What you need to do:
Using the records below, please work out how many lines contain "representation"; answer with the number alone.
——————————
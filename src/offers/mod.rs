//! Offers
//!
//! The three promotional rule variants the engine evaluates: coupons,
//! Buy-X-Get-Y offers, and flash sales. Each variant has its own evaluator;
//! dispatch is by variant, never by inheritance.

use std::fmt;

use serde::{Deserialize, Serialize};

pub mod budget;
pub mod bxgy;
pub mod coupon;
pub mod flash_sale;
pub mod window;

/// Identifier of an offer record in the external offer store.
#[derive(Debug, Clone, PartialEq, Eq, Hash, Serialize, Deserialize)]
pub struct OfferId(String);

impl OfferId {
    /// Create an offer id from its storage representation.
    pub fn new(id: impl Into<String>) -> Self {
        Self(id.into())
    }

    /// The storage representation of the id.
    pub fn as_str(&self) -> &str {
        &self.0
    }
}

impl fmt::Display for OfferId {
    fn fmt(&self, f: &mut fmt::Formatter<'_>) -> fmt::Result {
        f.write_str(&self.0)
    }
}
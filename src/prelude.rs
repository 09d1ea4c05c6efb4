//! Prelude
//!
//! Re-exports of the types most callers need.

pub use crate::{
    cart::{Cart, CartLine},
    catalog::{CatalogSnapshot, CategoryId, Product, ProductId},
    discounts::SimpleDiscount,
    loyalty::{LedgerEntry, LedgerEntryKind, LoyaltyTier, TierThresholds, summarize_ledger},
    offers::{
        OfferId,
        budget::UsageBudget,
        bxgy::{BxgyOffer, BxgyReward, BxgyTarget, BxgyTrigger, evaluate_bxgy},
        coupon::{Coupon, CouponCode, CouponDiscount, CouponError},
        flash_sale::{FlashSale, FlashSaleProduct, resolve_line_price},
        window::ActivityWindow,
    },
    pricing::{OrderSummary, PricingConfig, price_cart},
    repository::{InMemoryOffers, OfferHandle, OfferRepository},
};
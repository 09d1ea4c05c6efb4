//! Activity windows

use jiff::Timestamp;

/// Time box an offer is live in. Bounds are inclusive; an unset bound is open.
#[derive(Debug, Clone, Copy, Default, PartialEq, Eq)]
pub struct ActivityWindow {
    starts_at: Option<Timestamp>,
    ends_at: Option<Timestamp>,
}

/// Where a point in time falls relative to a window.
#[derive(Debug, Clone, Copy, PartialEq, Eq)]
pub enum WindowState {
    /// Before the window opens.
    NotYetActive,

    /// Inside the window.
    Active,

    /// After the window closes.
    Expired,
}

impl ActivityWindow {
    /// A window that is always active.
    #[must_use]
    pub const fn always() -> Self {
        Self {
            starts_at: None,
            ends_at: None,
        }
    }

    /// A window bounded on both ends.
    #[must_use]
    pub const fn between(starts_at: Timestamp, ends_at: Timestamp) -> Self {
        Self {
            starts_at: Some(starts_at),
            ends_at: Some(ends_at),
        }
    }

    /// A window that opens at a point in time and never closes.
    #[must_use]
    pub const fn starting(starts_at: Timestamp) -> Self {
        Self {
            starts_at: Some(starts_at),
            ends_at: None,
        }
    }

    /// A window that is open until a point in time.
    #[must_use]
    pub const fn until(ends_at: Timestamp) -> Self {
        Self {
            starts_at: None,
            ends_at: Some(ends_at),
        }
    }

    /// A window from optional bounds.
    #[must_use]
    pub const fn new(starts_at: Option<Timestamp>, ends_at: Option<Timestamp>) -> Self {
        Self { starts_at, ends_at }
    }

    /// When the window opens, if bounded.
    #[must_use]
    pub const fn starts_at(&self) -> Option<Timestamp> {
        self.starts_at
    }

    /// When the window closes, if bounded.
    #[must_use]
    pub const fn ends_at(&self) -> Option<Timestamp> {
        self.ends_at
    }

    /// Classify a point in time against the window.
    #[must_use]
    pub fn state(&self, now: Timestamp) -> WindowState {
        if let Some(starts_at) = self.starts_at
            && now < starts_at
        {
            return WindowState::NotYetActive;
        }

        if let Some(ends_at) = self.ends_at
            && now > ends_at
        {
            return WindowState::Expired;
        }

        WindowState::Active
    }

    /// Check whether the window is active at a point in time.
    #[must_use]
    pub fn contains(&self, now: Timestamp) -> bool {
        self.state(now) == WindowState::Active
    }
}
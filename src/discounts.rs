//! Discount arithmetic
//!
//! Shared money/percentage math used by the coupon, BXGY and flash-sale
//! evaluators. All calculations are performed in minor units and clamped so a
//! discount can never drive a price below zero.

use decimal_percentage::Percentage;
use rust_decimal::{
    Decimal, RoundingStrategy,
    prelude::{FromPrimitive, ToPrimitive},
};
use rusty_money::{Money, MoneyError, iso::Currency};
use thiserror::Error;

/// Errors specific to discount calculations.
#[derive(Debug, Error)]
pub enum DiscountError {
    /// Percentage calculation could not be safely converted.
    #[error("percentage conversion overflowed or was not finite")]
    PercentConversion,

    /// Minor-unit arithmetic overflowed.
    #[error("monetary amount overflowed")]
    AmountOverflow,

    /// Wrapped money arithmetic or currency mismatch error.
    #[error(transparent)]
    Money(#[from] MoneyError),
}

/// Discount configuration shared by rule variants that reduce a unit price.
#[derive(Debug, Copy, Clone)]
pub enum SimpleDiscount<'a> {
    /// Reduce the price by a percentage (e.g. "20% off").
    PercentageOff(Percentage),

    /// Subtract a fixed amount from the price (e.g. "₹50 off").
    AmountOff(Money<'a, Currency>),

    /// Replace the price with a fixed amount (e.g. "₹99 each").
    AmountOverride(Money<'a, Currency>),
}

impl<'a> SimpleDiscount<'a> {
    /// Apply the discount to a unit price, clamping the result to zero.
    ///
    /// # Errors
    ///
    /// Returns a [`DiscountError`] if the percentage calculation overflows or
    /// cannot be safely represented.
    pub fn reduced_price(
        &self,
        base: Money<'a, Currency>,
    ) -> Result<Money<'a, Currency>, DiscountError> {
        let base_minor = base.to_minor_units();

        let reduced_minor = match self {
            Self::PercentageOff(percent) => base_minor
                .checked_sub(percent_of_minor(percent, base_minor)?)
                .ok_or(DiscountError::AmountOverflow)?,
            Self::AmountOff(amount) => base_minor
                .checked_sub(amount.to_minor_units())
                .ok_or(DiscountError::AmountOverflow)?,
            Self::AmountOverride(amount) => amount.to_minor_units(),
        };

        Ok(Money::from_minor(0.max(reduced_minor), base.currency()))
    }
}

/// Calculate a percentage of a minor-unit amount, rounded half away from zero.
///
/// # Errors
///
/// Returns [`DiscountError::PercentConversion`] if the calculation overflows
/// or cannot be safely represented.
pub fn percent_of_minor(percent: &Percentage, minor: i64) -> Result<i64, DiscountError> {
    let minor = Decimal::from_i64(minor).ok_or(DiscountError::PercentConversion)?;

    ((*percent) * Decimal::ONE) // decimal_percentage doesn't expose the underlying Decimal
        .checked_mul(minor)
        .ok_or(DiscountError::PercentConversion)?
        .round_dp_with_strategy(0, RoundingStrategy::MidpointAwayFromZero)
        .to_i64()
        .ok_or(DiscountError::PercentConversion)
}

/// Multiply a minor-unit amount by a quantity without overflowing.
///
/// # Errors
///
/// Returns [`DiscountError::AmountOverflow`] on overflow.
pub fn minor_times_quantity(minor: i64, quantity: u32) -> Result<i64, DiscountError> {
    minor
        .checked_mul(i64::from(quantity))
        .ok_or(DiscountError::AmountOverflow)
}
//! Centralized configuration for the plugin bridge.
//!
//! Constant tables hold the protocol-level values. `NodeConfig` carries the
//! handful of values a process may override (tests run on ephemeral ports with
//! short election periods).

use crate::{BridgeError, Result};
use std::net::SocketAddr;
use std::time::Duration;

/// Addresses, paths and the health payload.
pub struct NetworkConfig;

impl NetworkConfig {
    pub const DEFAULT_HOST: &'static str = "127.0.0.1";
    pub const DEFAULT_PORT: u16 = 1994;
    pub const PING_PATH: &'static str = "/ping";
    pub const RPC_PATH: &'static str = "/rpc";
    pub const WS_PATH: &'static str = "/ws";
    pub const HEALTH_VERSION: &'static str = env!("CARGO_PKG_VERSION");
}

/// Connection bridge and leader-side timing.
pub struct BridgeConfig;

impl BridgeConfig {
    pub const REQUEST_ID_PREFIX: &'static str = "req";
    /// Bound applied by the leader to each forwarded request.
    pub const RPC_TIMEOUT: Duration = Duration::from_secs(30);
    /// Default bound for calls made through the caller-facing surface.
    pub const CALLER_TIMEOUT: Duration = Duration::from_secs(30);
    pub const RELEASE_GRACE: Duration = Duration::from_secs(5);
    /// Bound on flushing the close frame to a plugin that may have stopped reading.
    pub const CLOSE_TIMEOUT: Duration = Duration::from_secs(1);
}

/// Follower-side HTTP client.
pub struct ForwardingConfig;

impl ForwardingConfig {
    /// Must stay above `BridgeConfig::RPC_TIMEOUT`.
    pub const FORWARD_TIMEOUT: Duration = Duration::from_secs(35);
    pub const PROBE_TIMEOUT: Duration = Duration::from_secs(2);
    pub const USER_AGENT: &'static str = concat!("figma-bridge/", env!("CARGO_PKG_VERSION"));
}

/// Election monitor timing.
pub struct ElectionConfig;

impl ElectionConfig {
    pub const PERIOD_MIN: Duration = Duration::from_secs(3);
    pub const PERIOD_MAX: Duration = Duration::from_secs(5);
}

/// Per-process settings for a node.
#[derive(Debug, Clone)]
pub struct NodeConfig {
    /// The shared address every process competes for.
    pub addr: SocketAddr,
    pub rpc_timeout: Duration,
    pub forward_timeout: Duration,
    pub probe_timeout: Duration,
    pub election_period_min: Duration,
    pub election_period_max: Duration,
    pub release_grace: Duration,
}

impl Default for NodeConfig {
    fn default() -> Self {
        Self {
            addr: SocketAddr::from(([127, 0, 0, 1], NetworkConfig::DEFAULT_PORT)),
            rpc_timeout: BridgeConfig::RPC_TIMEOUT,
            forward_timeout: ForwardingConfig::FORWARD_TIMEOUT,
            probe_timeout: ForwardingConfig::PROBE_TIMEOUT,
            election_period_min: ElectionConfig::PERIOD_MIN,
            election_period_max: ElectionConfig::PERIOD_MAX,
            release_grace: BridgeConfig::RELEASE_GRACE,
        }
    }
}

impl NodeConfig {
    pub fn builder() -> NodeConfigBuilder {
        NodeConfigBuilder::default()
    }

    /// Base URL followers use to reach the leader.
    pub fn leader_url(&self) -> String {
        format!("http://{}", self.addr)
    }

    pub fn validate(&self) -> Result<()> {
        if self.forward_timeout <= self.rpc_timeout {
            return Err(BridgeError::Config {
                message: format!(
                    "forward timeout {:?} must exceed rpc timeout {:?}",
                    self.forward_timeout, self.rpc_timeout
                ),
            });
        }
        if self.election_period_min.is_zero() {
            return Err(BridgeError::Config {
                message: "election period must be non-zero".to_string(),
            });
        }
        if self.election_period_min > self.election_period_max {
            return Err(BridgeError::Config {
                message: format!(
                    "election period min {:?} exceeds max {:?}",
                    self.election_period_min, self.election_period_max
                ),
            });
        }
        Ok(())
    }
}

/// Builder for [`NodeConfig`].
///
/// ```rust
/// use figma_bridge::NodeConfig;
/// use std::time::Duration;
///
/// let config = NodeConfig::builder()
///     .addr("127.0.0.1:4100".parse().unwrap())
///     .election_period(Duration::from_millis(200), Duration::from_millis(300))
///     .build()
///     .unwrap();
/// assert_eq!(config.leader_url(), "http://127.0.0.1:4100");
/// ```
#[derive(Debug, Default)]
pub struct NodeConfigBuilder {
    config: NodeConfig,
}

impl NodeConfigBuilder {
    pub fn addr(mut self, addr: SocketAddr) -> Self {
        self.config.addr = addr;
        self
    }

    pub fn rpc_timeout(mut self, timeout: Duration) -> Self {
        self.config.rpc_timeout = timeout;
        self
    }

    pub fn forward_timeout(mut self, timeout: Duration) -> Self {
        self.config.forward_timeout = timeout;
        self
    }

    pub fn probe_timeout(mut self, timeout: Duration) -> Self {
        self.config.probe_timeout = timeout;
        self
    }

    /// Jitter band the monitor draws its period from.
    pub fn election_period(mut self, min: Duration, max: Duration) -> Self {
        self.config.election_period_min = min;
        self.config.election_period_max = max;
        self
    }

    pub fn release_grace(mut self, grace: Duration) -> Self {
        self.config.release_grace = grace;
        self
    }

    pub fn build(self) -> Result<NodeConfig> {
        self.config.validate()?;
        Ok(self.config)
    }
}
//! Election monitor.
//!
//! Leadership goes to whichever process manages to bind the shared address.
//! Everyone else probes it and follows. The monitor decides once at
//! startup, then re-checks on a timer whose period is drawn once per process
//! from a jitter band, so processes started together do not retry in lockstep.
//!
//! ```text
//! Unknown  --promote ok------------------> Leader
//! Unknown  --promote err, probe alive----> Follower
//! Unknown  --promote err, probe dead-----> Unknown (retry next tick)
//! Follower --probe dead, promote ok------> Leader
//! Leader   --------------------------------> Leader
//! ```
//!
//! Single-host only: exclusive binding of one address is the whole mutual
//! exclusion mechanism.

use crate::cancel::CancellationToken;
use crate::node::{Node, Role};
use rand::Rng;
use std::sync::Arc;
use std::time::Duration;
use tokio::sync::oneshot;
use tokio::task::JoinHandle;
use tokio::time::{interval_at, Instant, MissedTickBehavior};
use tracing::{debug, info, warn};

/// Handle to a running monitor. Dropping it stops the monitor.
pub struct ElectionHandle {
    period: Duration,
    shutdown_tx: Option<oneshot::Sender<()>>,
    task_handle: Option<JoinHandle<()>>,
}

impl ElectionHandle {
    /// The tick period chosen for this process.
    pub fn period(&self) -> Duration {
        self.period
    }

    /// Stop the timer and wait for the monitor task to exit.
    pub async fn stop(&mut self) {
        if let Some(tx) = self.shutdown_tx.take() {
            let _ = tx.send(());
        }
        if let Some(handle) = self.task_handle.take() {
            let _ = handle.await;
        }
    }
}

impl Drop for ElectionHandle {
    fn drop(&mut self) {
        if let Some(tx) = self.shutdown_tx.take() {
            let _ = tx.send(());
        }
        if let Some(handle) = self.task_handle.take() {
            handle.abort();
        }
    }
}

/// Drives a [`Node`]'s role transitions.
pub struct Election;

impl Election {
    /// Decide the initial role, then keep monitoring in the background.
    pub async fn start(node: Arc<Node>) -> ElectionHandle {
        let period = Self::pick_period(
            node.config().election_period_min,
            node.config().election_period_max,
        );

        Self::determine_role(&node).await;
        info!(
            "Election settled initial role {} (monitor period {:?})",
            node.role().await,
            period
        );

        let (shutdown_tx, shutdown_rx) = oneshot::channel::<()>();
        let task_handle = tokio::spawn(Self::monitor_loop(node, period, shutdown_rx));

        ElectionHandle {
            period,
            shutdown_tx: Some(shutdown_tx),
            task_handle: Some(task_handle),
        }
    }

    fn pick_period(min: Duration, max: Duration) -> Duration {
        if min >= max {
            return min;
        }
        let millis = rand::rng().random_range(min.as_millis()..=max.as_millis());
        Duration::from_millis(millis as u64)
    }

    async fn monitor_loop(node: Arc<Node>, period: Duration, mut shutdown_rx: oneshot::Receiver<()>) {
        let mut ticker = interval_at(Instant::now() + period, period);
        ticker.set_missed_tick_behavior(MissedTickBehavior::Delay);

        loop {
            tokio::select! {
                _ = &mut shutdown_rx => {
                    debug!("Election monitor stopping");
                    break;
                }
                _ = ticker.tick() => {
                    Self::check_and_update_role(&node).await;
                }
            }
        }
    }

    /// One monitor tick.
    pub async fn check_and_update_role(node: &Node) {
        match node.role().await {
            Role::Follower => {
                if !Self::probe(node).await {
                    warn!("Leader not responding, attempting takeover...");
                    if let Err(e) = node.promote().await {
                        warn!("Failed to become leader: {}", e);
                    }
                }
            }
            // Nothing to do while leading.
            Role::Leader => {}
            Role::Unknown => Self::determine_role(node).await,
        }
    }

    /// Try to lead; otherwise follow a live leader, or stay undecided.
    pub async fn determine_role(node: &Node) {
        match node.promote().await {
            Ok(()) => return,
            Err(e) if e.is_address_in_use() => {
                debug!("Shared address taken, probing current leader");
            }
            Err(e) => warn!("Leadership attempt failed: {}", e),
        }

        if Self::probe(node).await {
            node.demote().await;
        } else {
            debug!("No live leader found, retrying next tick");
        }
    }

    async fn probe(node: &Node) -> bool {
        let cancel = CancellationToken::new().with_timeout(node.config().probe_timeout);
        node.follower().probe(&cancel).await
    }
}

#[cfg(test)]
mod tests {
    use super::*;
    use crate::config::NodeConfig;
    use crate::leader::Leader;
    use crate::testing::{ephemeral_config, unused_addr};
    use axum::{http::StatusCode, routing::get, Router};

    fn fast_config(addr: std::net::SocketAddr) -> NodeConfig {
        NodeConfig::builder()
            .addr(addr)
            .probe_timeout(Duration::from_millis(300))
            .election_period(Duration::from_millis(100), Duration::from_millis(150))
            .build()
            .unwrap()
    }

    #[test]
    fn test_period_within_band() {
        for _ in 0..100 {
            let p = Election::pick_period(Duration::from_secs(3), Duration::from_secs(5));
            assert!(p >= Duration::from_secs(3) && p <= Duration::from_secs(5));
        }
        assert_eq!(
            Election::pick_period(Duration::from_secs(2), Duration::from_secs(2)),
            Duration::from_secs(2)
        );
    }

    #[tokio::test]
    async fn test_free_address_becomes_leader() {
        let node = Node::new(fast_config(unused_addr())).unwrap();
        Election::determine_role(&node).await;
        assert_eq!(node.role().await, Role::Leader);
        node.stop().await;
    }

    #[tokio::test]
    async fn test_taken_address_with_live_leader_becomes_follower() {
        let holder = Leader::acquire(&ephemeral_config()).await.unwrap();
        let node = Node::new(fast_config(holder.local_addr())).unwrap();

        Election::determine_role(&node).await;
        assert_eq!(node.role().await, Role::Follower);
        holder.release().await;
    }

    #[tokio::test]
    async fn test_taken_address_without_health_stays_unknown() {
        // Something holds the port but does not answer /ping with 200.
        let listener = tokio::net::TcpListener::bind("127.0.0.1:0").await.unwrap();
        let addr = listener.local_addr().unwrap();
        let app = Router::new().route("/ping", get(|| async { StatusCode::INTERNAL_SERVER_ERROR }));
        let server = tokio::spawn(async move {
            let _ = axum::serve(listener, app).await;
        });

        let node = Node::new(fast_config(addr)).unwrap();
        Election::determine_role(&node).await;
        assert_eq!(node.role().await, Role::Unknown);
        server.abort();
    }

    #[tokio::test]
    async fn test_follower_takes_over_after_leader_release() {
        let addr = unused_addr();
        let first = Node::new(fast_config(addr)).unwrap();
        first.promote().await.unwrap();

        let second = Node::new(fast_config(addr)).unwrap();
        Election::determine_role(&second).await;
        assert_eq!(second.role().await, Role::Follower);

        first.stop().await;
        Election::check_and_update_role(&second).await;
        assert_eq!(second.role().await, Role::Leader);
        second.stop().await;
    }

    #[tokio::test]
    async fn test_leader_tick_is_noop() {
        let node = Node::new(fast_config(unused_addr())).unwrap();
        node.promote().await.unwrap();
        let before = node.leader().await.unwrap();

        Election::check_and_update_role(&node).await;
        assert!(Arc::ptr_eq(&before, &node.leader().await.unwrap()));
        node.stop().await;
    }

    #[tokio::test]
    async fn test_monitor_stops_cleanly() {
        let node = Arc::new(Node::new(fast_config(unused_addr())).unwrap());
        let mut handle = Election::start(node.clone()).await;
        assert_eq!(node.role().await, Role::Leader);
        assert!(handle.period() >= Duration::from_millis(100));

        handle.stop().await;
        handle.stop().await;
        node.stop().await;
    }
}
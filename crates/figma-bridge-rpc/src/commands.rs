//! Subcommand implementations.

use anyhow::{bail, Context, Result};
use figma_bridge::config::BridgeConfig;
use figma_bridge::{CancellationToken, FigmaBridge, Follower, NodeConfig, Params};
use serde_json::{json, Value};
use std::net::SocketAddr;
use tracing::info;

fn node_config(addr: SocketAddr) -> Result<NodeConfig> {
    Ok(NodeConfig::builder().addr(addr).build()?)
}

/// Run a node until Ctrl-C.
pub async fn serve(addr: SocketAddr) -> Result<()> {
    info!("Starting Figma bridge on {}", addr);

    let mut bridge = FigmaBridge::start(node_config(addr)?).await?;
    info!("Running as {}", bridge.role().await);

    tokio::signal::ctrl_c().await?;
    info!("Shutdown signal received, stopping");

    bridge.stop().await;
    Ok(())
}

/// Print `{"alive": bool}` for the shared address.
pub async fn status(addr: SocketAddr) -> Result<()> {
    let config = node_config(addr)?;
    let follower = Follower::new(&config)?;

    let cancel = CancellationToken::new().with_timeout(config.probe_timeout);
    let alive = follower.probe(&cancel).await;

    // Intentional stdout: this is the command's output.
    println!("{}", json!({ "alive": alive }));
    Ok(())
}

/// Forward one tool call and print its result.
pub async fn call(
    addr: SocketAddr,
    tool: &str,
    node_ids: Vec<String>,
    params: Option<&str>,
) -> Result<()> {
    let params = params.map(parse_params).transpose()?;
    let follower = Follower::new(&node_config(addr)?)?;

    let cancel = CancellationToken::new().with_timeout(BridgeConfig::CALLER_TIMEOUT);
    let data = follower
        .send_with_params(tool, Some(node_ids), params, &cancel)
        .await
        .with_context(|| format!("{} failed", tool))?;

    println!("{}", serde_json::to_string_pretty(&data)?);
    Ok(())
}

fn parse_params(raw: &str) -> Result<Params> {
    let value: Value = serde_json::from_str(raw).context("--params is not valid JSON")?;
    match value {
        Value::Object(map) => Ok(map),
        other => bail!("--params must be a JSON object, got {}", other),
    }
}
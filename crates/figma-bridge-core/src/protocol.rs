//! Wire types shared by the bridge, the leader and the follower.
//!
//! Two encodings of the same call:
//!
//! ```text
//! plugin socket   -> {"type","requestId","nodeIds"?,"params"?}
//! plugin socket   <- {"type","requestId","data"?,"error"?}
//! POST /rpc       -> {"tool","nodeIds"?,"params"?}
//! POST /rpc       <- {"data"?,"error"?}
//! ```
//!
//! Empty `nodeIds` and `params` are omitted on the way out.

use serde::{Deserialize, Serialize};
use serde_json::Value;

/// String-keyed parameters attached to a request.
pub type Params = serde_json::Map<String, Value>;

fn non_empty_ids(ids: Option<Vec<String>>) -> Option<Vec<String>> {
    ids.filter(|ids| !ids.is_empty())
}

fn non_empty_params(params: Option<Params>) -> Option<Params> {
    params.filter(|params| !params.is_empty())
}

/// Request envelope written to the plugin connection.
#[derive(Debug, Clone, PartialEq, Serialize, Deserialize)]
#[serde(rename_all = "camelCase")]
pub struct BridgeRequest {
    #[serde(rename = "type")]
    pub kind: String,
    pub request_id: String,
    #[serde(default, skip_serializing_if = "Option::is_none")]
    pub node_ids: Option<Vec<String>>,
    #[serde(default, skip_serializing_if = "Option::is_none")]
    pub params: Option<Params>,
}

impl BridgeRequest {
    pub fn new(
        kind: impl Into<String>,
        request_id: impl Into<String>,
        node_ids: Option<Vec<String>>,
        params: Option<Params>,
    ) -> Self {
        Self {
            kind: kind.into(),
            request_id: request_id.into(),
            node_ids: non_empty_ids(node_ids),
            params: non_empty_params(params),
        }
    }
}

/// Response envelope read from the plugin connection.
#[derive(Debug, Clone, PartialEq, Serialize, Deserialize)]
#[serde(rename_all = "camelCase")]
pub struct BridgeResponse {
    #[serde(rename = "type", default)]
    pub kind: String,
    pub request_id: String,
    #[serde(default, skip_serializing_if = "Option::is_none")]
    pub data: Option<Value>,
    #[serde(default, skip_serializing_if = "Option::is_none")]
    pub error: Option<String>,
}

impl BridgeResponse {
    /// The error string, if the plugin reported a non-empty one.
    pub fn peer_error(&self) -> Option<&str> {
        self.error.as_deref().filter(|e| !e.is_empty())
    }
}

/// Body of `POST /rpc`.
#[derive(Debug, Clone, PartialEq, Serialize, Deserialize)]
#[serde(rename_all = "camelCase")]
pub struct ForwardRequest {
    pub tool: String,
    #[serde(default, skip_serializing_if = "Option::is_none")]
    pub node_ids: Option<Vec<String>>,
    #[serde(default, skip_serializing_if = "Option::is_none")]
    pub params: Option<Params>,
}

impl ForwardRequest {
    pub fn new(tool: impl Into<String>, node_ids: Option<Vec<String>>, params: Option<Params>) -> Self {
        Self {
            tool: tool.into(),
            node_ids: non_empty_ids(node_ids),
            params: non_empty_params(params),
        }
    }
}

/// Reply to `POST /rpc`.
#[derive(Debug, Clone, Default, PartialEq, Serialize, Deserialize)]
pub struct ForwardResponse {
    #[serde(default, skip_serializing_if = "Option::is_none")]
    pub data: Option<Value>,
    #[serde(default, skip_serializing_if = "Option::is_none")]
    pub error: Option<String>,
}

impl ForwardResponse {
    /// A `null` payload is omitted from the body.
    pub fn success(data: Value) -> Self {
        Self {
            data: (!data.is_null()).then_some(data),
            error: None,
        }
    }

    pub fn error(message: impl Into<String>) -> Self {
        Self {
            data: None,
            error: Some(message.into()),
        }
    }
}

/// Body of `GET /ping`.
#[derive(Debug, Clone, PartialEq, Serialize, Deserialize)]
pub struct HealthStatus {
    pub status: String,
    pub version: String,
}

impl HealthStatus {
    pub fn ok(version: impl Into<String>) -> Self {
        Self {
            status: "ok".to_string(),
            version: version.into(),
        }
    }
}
——————————
Output of the exercise:
2